I must disagree with Massimo’s attempt to respond to my column below. He accuses me of “fear-mongering” about the mentally ill, which is a bit over the top. I was simply raising an issue that needs to be addressed. All too often political correctness is used as an excuse for us not to deal with a problem that is staring us in the face. I won’t abide by that: We have lost our way when it comes to protecting ourselves from the violent mentally ill in this country, and protecting them from themselves–not just violent schizophrenics, but also some who are depressed and bipolar. But let me deal with the specifics:
–Massimo says that 7% of schizophrenics have a tendency toward violence. He compares that to 10% of young males who are violent. This is like comparing apples to freight trains. Yes, there is testosterone poisoning at large among young males in the society–and much of it is expressed in unacceptable, if time-honored, ways: brawls at sporting events, gang wars, minor crime sprees. As loathsome as each of these are, they exist within a context of comprehensible behavior. The violence perpetrated by the mentally ill is quite different: it is often unpredictable, existing outside of any rational context. Thus we have Andrew Goldstein, a schizophrenic off his meds, pushing Kendra Webdale into the path of an oncoming subway train in New York, which resulted in the passage of Kendra’s Law, a mild step toward redressing the imbalance between the rights of the potentially dangerous mentally ill and the protection of the rest of society.
–And yes, I know, that the vast majority of schizophrenics are not homeless. I have several friends who are dealing, lovingly and courageously, with schizophrenic children with varying degrees of affliction. One of these children is voluntarily institutionalized and his parents live in constant fear that he’ll decide that he wants to get out, or go off his meds (as has happened in the past), and get into real trouble. An argument can be made that the law doesn’t give the parents of the severely mentally unstable enough protective control over their adult children.
–And as for the homeless: these tend to be the most severely mentally ill, those whose parents won’t or can’t take care of them. I’d imagine that they represent a disproportionate number of the violently mentally ill (especially since so many of them are also drug abusers). Is Massimo suggesting that the their sudden appearance on the streets of our cities in the 1960s was a good thing? For a time, it was politically incorrect to describe the homeless as anything but severely poverty-stricken (as a minority of them are) or as counter-cultural free spirits; by the 1970s, it was clear that this was delusional. By the late 1980′s, in the midst of the crack epidemic, fully 70% of those who found their way to New York City’s homeless shelters were testing positive for cocaine. A significant number of these also were mentally ill. As Daniel Patrick Moynihan bravely–yet again– pointed out at the time: this represented a significant moral failure in our treatment of our mentally ill and a significant threat to society.
–And what does Massimo propose to do about this? Nothing, so far as I can tell. In the column, I suggested nothing more than a rebalancing toward legislation like Kendra’s law. Obviously, this does not mean the forcible commitment of all schizophrenics to mental hospitals. That would be unwise, immoral and impossible. It does, however, mean the following: that if someone starts acting like Jared Lee Loughner did at Pima Community College, we should have the right, as a society, to demand that he be submitted for a mental evaluation. If he is found to be potentially violent, he should be monitored and a course of treatment suggested. If he refuses to abide by this course of treatment, it should be made mandatory. One would hope that we’d finally find a way to overcome the crippling NIMBY objections and local some community treatment facilities in accessible places (to do this, by the way, would cost money–and higher taxes, no doubt–but if we want to consider ourselves a civilized society, we have no choice). In doing this, we should build in as many checks as possible–multiple evaluations, at the very least–to be sure that we’re not acting peremptorily or vindictively.

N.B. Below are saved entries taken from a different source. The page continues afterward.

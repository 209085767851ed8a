//! Banner database model

use chrono::{DateTime, Utc};
use sqlx::FromRow;
use uuid::Uuid;

/// Row of `site_banners` or `ad_banners`; both tables share this layout
#[derive(Debug, Clone, FromRow)]
pub struct BannerModel {
    pub id: Uuid,
    pub title: Option<String>,
    pub image_url: String,
    pub redirect_url: Option<String>,
    pub active: bool,
    pub start_date: Option<DateTime<Utc>>,
    pub end_date: Option<DateTime<Utc>>,
    pub manually_deactivated_at: Option<DateTime<Utc>>,
    pub created_at: DateTime<Utc>,
    pub updated_at: DateTime<Utc>,
}

impl BannerModel {
    /// Columns selected by every banner query, in struct order
    pub const COLUMNS: &'static str = "id, title, image_url, redirect_url, active, start_date, \
        end_date, manually_deactivated_at, created_at, updated_at";
}
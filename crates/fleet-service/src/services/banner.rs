//! Banner service
//!
//! Administrator write path (create, update, toggle, delete), admin views
//! with computed status, and the public read path that filters by schedule.

use fleet_core::{
    check_date_range, displayable, validate_date_range, Banner, BannerId, BannerKind,
    DomainError,
};
use tracing::{info, instrument};
use validator::Validate;

use crate::dto::{BannerResponse, CreateBannerRequest, PublicBannerResponse, UpdateBannerRequest};

use super::context::ServiceContext;
use super::error::{ServiceError, ServiceResult};

/// Banner service
pub struct BannerService<'a> {
    ctx: &'a ServiceContext,
}

impl<'a> BannerService<'a> {
    /// Create a new BannerService
    pub fn new(ctx: &'a ServiceContext) -> Self {
        Self { ctx }
    }

    /// Create a banner. Creating it inactive counts as a manual deactivation.
    #[instrument(skip(self, request))]
    pub async fn create(
        &self,
        kind: BannerKind,
        request: CreateBannerRequest,
    ) -> ServiceResult<BannerResponse> {
        request.validate()?;
        let range = validate_date_range(request.start_date.as_deref(), request.end_date.as_deref())
            .map_err(DomainError::from)?;

        let now = self.ctx.now();
        let mut banner = Banner::new(kind, request.image_url.trim().to_string(), now)
            .with_title(non_blank(request.title))
            .with_redirect_url(non_blank(request.redirect_url))
            .with_dates(range.start, range.end);
        if !request.active {
            banner.set_active_manually(false, now);
        }

        self.ctx.banner_repo(kind).create(&banner).await?;

        info!(banner_id = %banner.id, kind = %kind, active = banner.active, "Banner created");

        Ok(self.respond(&banner, now))
    }

    /// Partially update a banner; the merged date range is revalidated
    #[instrument(skip(self, request))]
    pub async fn update(
        &self,
        kind: BannerKind,
        id: BannerId,
        request: UpdateBannerRequest,
    ) -> ServiceResult<BannerResponse> {
        request.validate()?;

        // Parse whatever bounds were supplied so errors name the offending field
        let supplied = validate_date_range(
            request.start_date.as_ref().and_then(|v| v.as_deref()),
            request.end_date.as_ref().and_then(|v| v.as_deref()),
        )
        .map_err(DomainError::from)?;

        let mut banner = self.load(kind, id).await?;
        let now = self.ctx.now();

        if request.start_date.is_some() {
            banner.start_date = supplied.start;
        }
        if request.end_date.is_some() {
            banner.end_date = supplied.end;
        }
        check_date_range(banner.start_date, banner.end_date).map_err(DomainError::from)?;

        if let Some(title) = request.title {
            banner.title = non_blank(Some(title));
        }
        if let Some(image_url) = request.image_url {
            banner.image_url = image_url.trim().to_string();
        }
        if let Some(redirect_url) = request.redirect_url {
            banner.redirect_url = non_blank(Some(redirect_url));
        }
        // An explicit flag is a manual action even when it matches the stored one
        match request.active {
            Some(active) => banner.set_active_manually(active, now),
            None => banner.updated_at = now,
        }

        self.ctx.banner_repo(kind).update(&banner).await?;

        info!(banner_id = %id, kind = %kind, "Banner updated");

        Ok(self.respond(&banner, now))
    }

    /// Administrator toggle.
    ///
    /// Deactivating always stamps the current instant, restarting the
    /// override window; activating clears the stamp.
    #[instrument(skip(self))]
    pub async fn set_active(
        &self,
        kind: BannerKind,
        id: BannerId,
        active: bool,
    ) -> ServiceResult<BannerResponse> {
        let mut banner = self.load(kind, id).await?;
        let now = self.ctx.now();
        banner.set_active_manually(active, now);

        self.ctx
            .banner_repo(kind)
            .set_active_manual(id, active, banner.manually_deactivated_at, now)
            .await?;

        info!(banner_id = %id, kind = %kind, active, "Banner toggled manually");

        Ok(self.respond(&banner, now))
    }

    /// Delete a banner
    #[instrument(skip(self))]
    pub async fn delete(&self, kind: BannerKind, id: BannerId) -> ServiceResult<()> {
        self.ctx.banner_repo(kind).delete(id).await?;

        info!(banner_id = %id, kind = %kind, "Banner deleted");
        Ok(())
    }

    /// Get one banner with its computed status
    #[instrument(skip(self))]
    pub async fn get(&self, kind: BannerKind, id: BannerId) -> ServiceResult<BannerResponse> {
        let banner = self.load(kind, id).await?;
        Ok(self.respond(&banner, self.ctx.now()))
    }

    /// Every banner of `kind`, newest first, with computed status
    #[instrument(skip(self))]
    pub async fn list(&self, kind: BannerKind) -> ServiceResult<Vec<BannerResponse>> {
        let banners = self.ctx.banner_repo(kind).list().await?;
        let now = self.ctx.now();

        Ok(banners.iter().map(|b| self.respond(b, now)).collect())
    }

    /// Banners that should be shown right now.
    ///
    /// The schedule is applied at read time, so an expired banner disappears
    /// even if reconciliation has not yet cleared its flag.
    #[instrument(skip(self))]
    pub async fn list_displayable(
        &self,
        kind: BannerKind,
    ) -> ServiceResult<Vec<PublicBannerResponse>> {
        let candidates = self.ctx.banner_repo(kind).list_active().await?;
        let now = self.ctx.now();

        Ok(displayable(&candidates, now)
            .into_iter()
            .map(PublicBannerResponse::from)
            .collect())
    }

    async fn load(&self, kind: BannerKind, id: BannerId) -> ServiceResult<Banner> {
        self.ctx
            .banner_repo(kind)
            .find_by_id(id)
            .await?
            .ok_or_else(|| ServiceError::banner_not_found(kind, id))
    }

    fn respond(&self, banner: &Banner, now: chrono::DateTime<chrono::Utc>) -> BannerResponse {
        BannerResponse::at(banner, now, self.ctx.override_window())
    }
}

fn non_blank(value: Option<String>) -> Option<String> {
    value
        .map(|v| v.trim().to_string())
        .filter(|v| !v.is_empty())
}
//! Date range validation for banner create/update

use chrono::{DateTime, NaiveDateTime, Utc};
use serde::Serialize;
use std::fmt;
use thiserror::Error;

/// Which end of a range a value belongs to
#[derive(Debug, Clone, Copy, PartialEq, Eq, Serialize)]
#[serde(rename_all = "snake_case")]
pub enum DateBound {
    Start,
    End,
}

impl fmt::Display for DateBound {
    fn fmt(&self, f: &mut fmt::Formatter<'_>) -> fmt::Result {
        f.write_str(match self {
            Self::Start => "start_date",
            Self::End => "end_date",
        })
    }
}

/// Rejected date range
#[derive(Debug, Clone, PartialEq, Eq, Error)]
pub enum DateRangeError {
    #[error("Invalid {bound}: {value:?} is not a valid date")]
    Unparseable { bound: DateBound, value: String },

    #[error("end_date ({end}) must be after start_date ({start})")]
    EndNotAfterStart {
        start: DateTime<Utc>,
        end: DateTime<Utc>,
    },
}

impl DateRangeError {
    /// The bound a parse error refers to, if any
    pub fn bound(&self) -> Option<DateBound> {
        match self {
            Self::Unparseable { bound, .. } => Some(*bound),
            Self::EndNotAfterStart { .. } => None,
        }
    }
}

/// A validated pair of optional bounds
#[derive(Debug, Clone, Copy, PartialEq, Eq, Default)]
pub struct DateRange {
    pub start: Option<DateTime<Utc>>,
    pub end: Option<DateTime<Utc>>,
}

/// Formats accepted from `datetime-local` inputs; interpreted as UTC.
const NAIVE_FORMATS: [&str; 3] = ["%Y-%m-%dT%H:%M:%S%.f", "%Y-%m-%dT%H:%M", "%Y-%m-%d %H:%M:%S"];

/// Parse a single instant: RFC 3339, or a zone-less local form treated as UTC
pub fn parse_instant(value: &str) -> Option<DateTime<Utc>> {
    let value = value.trim();
    if let Ok(dt) = DateTime::parse_from_rfc3339(value) {
        return Some(dt.with_timezone(&Utc));
    }
    NAIVE_FORMATS
        .iter()
        .find_map(|fmt| NaiveDateTime::parse_from_str(value, fmt).ok())
        .map(|naive| naive.and_utc())
}

fn parse_bound(bound: DateBound, value: Option<&str>) -> Result<Option<DateTime<Utc>>, DateRangeError> {
    match value.map(str::trim) {
        None | Some("") => Ok(None),
        Some(raw) => parse_instant(raw)
            .map(Some)
            .ok_or_else(|| DateRangeError::Unparseable {
                bound,
                value: raw.to_string(),
            }),
    }
}

/// Validate raw form input for a banner's date range.
///
/// Blank values count as absent. Each present value must parse; when both
/// are present `end` must be strictly after `start`.
pub fn validate_date_range(
    start: Option<&str>,
    end: Option<&str>,
) -> Result<DateRange, DateRangeError> {
    let start = parse_bound(DateBound::Start, start)?;
    let end = parse_bound(DateBound::End, end)?;
    check_date_range(start, end)?;
    Ok(DateRange { start, end })
}

/// Check already-parsed bounds
pub fn check_date_range(
    start: Option<DateTime<Utc>>,
    end: Option<DateTime<Utc>>,
) -> Result<(), DateRangeError> {
    match (start, end) {
        (Some(start), Some(end)) if end <= start => {
            Err(DateRangeError::EndNotAfterStart { start, end })
        }
        _ => Ok(()),
    }
}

Will this sort of redress prevent slaughters perpetrated by the violent mentally ill? Of course not. But it will reduce the threat–and it will benefit the vast majority of potentially dangerous people who are untreated now–although there’s no way of knowing just how many slaughters we’ll prevent. But it does seem to me that calling for a rebalance between the rights of the violent mentally ill and the safety of the society is not fear-mongering at all. It’s an attempt to evaluate a difficult problem and find a solution that is more humane than the one we currently have.